Work instruction
Return verbatim all lines from the first one in the records to the line with "pub fn is_empty(&self)", both ends kept.

BEGIN Supplied records

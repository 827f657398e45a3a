use super::aggregate::{CategoryTotal, grand_total, group_sum, top_n};
use super::chart::{CATEGORY_KEY, ChartDatum, ChartSpec, ChartType, VALUE_KEY};
use super::format::{format_fixed, format_grouped, format_plain};
use super::insight::Insight;
use super::planner::PlanContext;
use crate::datamodel::{CellValue, Record};
use crate::infer::datetime::parse_date_cell;
use std::cmp::Ordering;

/// What one strategy contributes to the analysis.
#[derive(Debug, Clone, Default, PartialEq)]
pub struct StrategyOutput {
    pub chart: Option<ChartSpec>,
    pub insight: Option<Insight>,
}

impl StrategyOutput {
    pub fn is_empty(&self) -> bool {
        self.chart.is_none() && self.insight.is_none()
    }
}

/// A self-contained rule turning column roles into a chart and/or an insight.
///
/// A strategy whose columns are not available returns an empty output.
pub trait Strategy: Send + Sync {
    fn name(&self) -> &'static str;
    fn apply(&self, context: &PlanContext<'_>) -> StrategyOutput;
}

/// Groups whose sum overflowed have no plottable value and are left out.
fn category_data(groups: &[CategoryTotal]) -> Vec<ChartDatum> {
    groups
        .iter()
        .filter(|group| group.total.is_finite())
        .map(|group| ChartDatum::Category {
            name: group.name.clone(),
            value: group.total,
        })
        .collect()
}

/// Undated rows go last, the sort is stable otherwise.
fn compare_timestamps(a: Option<f64>, b: Option<f64>) -> Ordering {
    match (a, b) {
        (Some(a), Some(b)) => a.total_cmp(&b),
        (Some(_), None) => Ordering::Less,
        (None, Some(_)) => Ordering::Greater,
        (None, None) => Ordering::Equal,
    }
}

/// Area chart of the primary numeric column over the primary date column.
#[derive(Debug, Default)]
pub struct TimeSeriesTrend;

impl TimeSeriesTrend {
    fn growth_insight(numeric_column: &str, first: &CellValue, last: &CellValue) -> Option<Insight> {
        let first = first.as_number()?;
        let last = last.as_number()?;
        if first == 0.0 {
            return None;
        }
        let growth = (last - first) / first * 100.0;
        if !growth.is_finite() {
            return None;
        }
        let direction = if growth > 0.0 { "increase" } else { "decrease" };
        Some(
            Insight::builder()
                .strong("Overall Growth")
                .plain(format!(
                    ": {} shifted from {} to {}, representing a ",
                    numeric_column,
                    format_plain(first),
                    format_plain(last)
                ))
                .strong(format!("{}% {}", format_fixed(growth.abs(), 1), direction))
                .plain(" over the period.")
                .build(),
        )
    }
}

impl Strategy for TimeSeriesTrend {
    fn name(&self) -> &'static str {
        "time_series_trend"
    }

    fn apply(&self, context: &PlanContext<'_>) -> StrategyOutput {
        let (Some(date_column), Some(numeric_column)) =
            (context.primary_date(), context.primary_numeric())
        else {
            return StrategyOutput::default();
        };
        let (Some(date_index), Some(numeric_index)) = (
            context.dataset.column_index(date_column),
            context.dataset.column_index(numeric_column),
        ) else {
            return StrategyOutput::default();
        };

        let mut points = context
            .dataset
            .rows()
            .iter()
            .map(|row| {
                let timestamp = parse_date_cell(&row[date_index]).map(|epoch| epoch.to_unix_seconds());
                (timestamp, &row[date_index], &row[numeric_index])
            })
            .collect::<Vec<_>>();
        points.sort_by(|a, b| compare_timestamps(a.0, b.0));

        let insight = match (points.first(), points.last()) {
            (Some((_, _, first)), Some((_, _, last))) => {
                Self::growth_insight(numeric_column, first, last)
            }
            _ => None,
        };

        let data = points
            .into_iter()
            .map(|(_, date, value)| {
                ChartDatum::Row(
                    Record::new()
                        .with(date_column, date.clone())
                        .with(numeric_column, value.clone()),
                )
            })
            .collect();

        StrategyOutput {
            chart: Some(ChartSpec {
                id: "trend-1".to_string(),
                chart_type: ChartType::Area,
                title: format!("{} Trend Over Time", numeric_column),
                description: format!(
                    "Tracking the movement of {} across the measured time period. \
                     This visualization highlights growth patterns and seasonal volatility.",
                    numeric_column
                ),
                data_key_x: date_column.to_string(),
                data_key_y: numeric_column.to_string(),
                data,
            }),
            insight,
        }
    }
}

/// Bar chart of the largest category totals.
#[derive(Debug, Default)]
pub struct CategoricalComparison;

impl Strategy for CategoricalComparison {
    fn name(&self) -> &'static str {
        "categorical_comparison"
    }

    fn apply(&self, context: &PlanContext<'_>) -> StrategyOutput {
        let (Some(category_column), Some(numeric_column)) =
            (context.primary_categorical(), context.primary_numeric())
        else {
            return StrategyOutput::default();
        };
        let (Some(category_index), Some(numeric_index)) = (
            context.dataset.column_index(category_column),
            context.dataset.column_index(numeric_column),
        ) else {
            return StrategyOutput::default();
        };

        let limit = context.options.comparison_top_n;
        let top = top_n(
            group_sum(context.dataset, category_index, numeric_index),
            limit,
        );

        let insight = top
            .first()
            .filter(|leader| leader.total.is_finite())
            .map(|leader| {
                Insight::builder()
                    .strong("Market Leader")
                    .plain(format!(": The top performing {} is ", category_column))
                    .strong(&leader.name)
                    .plain(", contributing ")
                    .strong(format_grouped(leader.total, 3))
                    .plain(format!(" to the total {}.", numeric_column))
                    .build()
            });

        StrategyOutput {
            chart: Some(ChartSpec {
                id: "bar-comparison".to_string(),
                chart_type: ChartType::Bar,
                title: format!("Top {} {} by {}", limit, category_column, numeric_column),
                description: format!(
                    "A comparative view of the top performing {} groups.",
                    category_column
                ),
                data_key_x: CATEGORY_KEY.to_string(),
                data_key_y: VALUE_KEY.to_string(),
                data: category_data(&top),
            }),
            insight,
        }
    }
}

/// Pie chart of the category breakdown and the leader's share.
///
/// Works on the secondary numeric column when there is one.
#[derive(Debug, Default)]
pub struct DistributionShare;

impl Strategy for DistributionShare {
    fn name(&self) -> &'static str {
        "distribution_share"
    }

    fn apply(&self, context: &PlanContext<'_>) -> StrategyOutput {
        let (Some(category_column), Some(numeric_column)) = (
            context.primary_categorical(),
            context
                .secondary_numeric()
                .or_else(|| context.primary_numeric()),
        ) else {
            return StrategyOutput::default();
        };
        let (Some(category_index), Some(numeric_index)) = (
            context.dataset.column_index(category_column),
            context.dataset.column_index(numeric_column),
        ) else {
            return StrategyOutput::default();
        };

        let groups = group_sum(context.dataset, category_index, numeric_index);
        // share of everything, not only of the kept slices
        let total = grand_total(&groups);
        let top = top_n(groups, context.options.distribution_top_n);

        let insight = top.first().and_then(|leader| {
            if total == 0.0 || !total.is_finite() {
                return None;
            }
            let share = leader.total / total * 100.0;
            if !share.is_finite() {
                return None;
            }
            Some(
                Insight::builder()
                    .strong("Concentration Risk")
                    .plain(format!(": The top segment ({}) accounts for ", leader.name))
                    .strong(format!("{}%", format_fixed(share, 1)))
                    .plain(format!(
                        " of the total {}, indicating high dependency.",
                        numeric_column
                    ))
                    .build(),
            )
        });

        StrategyOutput {
            chart: Some(ChartSpec {
                id: "dist-pie".to_string(),
                chart_type: ChartType::Pie,
                title: format!("{} Distribution", numeric_column),
                description: format!(
                    "Breakdown of {} usage across major {} segments.",
                    numeric_column, category_column
                ),
                data_key_x: CATEGORY_KEY.to_string(),
                data_key_y: VALUE_KEY.to_string(),
                data: category_data(&top),
            }),
            insight,
        }
    }
}

/// Mean of the primary numeric column, no chart.
#[derive(Debug, Default)]
pub struct GlobalAverage;

impl Strategy for GlobalAverage {
    fn name(&self) -> &'static str {
        "global_average"
    }

    fn apply(&self, context: &PlanContext<'_>) -> StrategyOutput {
        let Some(numeric_column) = context.primary_numeric() else {
            return StrategyOutput::default();
        };
        let Some(numeric_index) = context.dataset.column_index(numeric_column) else {
            return StrategyOutput::default();
        };
        let row_count = context.dataset.row_count();
        if row_count == 0 {
            return StrategyOutput::default();
        }

        // missing and non-numeric cells count as zero
        let sum = context
            .dataset
            .column(numeric_index)
            .map(|cell| cell.as_number().unwrap_or(0.0))
            .sum::<f64>();
        let average = sum / row_count as f64;
        if !average.is_finite() {
            return StrategyOutput::default();
        }

        StrategyOutput {
            chart: None,
            insight: Some(
                Insight::builder()
                    .strong("Average Performance")
                    .plain(format!(
                        ": The mean {} across all data points is ",
                        numeric_column
                    ))
                    .strong(format_grouped(average, 1))
                    .plain(".")
                    .build(),
            ),
        }
    }
}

END Supplied records

Answer box
repository 827f657398e45a3a
use super::aggregate::{CategoryTotal, grand_total, group_sum, top_n};
use super::chart::{CATEGORY_KEY, ChartDatum, ChartSpec, ChartType, VALUE_KEY};
use super::format::{format_fixed, format_grouped, format_plain};
use super::insight::Insight;
use super::planner::PlanContext;
use crate::datamodel::{CellValue, Record};
use crate::infer::datetime::parse_date_cell;
use std::cmp::Ordering;

/// What one strategy contributes to the analysis.
#[derive(Debug, Clone, Default, PartialEq)]
pub struct StrategyOutput {
    pub chart: Option<ChartSpec>,
    pub insight: Option<Insight>,
}

impl StrategyOutput {
    pub fn is_empty(&self) -> bool {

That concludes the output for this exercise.